Friday, November 22, 2019

A New Scenario?

A month is a long time in politics. And, Susan Delacout writes, the past month has made a difference in Ontario's politics:

Trudeau and Ford will be having what’s widely expected to be a cordial meeting in Ottawa, to talk over what they can do together to help the province.
Officials for the prime minister were saying on Thursday evening that they were cautiously optimistic about both the tone and potential for progress at the meeting, especially on issues related to infrastructure and transit.
For his part, Ford doesn’t seem to be holding any post-campaign grudges.
“Politics is politics and I have a pretty thick skin and I understand what he was doing,” the premier said when asked about how he’ll work with a leader who cast him as an enemy for 40 days running. “When I had a conversation with him, I told him politics are done and let’s roll up our sleeves and start working together.”

And there is no talk of alienation:

All the talk of Western alienation in the wake of the federal election has almost erased the memories of the running antagonism between Ford and Trudeau during the campaign. It raised very real questions about how Ottawa and Ontario could possibly work together.
But note, as Ford surely has, that no one is talking about “Ontario alienation” in the aftermath of the election and the national fissures it has exposed. More than half of Trudeau’s new cabinet members are from Ontario, and the Toronto contingent is placed in some of the most senior roles: Chrystia Freeland as deputy prime minister, Bill Morneau in finance, Bill Blair at public safety.
Trudeau is reportedly going to urge Ford to cultivate deeper relationships with all of these ministers, especially Freeland, who is also going to be serving as minister of intergovernmental affairs.
Indeed, the Freeland-Ford relationship may be the one to watch in the coming months.

Freeland proved during trade negotiations in Washington that she knows how to deal with difficult people.

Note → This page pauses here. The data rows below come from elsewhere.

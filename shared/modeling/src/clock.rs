use std::time::{Duration, Instant};

use tch::Device;

use crate::CudaSynchronize;

/// Wall clock that only runs while training, so evaluation time is excluded from throughput.
///
/// The device is synchronized before every reading so queued kernels are counted.
#[derive(Debug)]
pub struct TrainingClock {
    device: Device,
    accumulated: Duration,
    running_since: Option<Instant>,
}

impl TrainingClock {
    /// A stopped clock at zero.
    pub fn new(device: Device) -> Self {
        Self {
            device,
            accumulated: Duration::ZERO,
            running_since: None,
        }
    }

    pub fn is_running(&self) -> bool {
        self.running_since.is_some()
    }

    pub fn resume(&mut self) {
        if self.running_since.is_none() {
            self.device.cuda_synchronize();
            self.running_since = Some(Instant::now());
        }
    }

    pub fn pause(&mut self) {
        if let Some(since) = self.running_since.take() {
            self.device.cuda_synchronize();
            self.accumulated += since.elapsed();
        }
    }

    pub fn elapsed(&self) -> Duration {
        match self.running_since {
            Some(since) => {
                self.device.cuda_synchronize();
                self.accumulated + since.elapsed()
            }
            None => self.accumulated,
        }
    }

    pub fn elapsed_secs(&self) -> f64 {
        self.elapsed().as_secs_f64()
    }
}
mod buckets;
mod config;
mod dither;
mod microbatch;
mod scaling;
mod schedule;
mod sequence;

pub use buckets::{GroupHyperparameters, ParamBucket};
pub use config::{
    ConfigError, LrMultipliers, MicrobatchConfig, ModelConfig, OptimizerConfig, RunConfig,
    RunConfigBuilder, SequenceConfig, ValuePathway,
};
pub use dither::{discretize_depth, stochastic_round};
pub use microbatch::{MicrobatchController, MicrobatchUpdate};
pub use scaling::{
    depth_from_scale, gpu_token_capacity, to_nearest_64, tokens_per_batch_capacity,
    width_from_scale, ScalingLaws, BASE_GPU_TOKEN_CAPACITY, REFERENCE_PARAM_COUNT,
};
pub use schedule::LrSchedule;
pub use sequence::{grow_sequence_length, SequenceGrowth};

Politics should not be about obliterating your opponents. It should be about creating win-win scenarios. Who knows? Perhaps such a scenario can happen in Ontario.

Image: The Toronto Star


Anonymous said...

Sounds like Bay Street told Ford to drop the junior varsity GOP act and work with Trudeau on getting PPP infrastructure funding and other goodies.


Owen Gray said...

I suspect that's exactly what happened, Cap.

e.a.f. said...

Ford was put in the broom closet by the Cons during the election, something, I'm sure he wasnt keen on. Trudeau is most likely being nicer to him than Scheer and Kenny. In my opinion, Scheer and Kenny's religious beliefs spill over into the political, while Ford, using the religious right to attain office, himself is more secular . there fore it will be easier to do business with him.

By now the world knows Freeland isn't a push over. Kenny and scheer may not have gotten the memo and have problems dealing with her. Freeland will most likely have a chat with Kenny which will leave him stunned, thinking he can get away with his wexit routine. he might do well to remember Freeland was getting on a plane to leave Europe when negotiations ground to a halt because one politicians wouldn't buy in. Kenny could find he has no power. if the other premiers buy into programs and he doesn't Alberta may find they've been left out in the cold or Ms. Freeland simply does a work around. Other premiers won't be happy if Kenny holds up programs for the whole country and the voters of Alberta won't be happy if they miss out on programs the rest of Canada has.

The majority of voters do not live in Alberta and Sask. Alberta never did send a lot of Liberal M.P.s to Ottawa so who cares what Kenny wants. Alberta may have sent a lot of money to Ottawa, but they made a lot of money and what they made, a lot of it was pissed away by the Conservatives in Alberta.

Owen Gray said...

I suspect that Kenney will opt out of things like a national phramacare program, e.a.f. -- until Albertans tell him to get with the program.

e.a.f. said...

I note his attempt to restrict access to some forms of health care failed to pass in the Alberta Leg. The boy is, in my opinion, what I call the christian taliban. in his case,the catholic tabliban. If things are so bad in Alberta, as he alleges, he will truly look like an idiot if attempts to block people from accessing better pharma care. Although B.C. has a government plan of sorts, I'm not aware Alberta does.

Owen Gray said...

My guess, e.a.f, is that Kenney will claim Alberta can't afford pharmacare.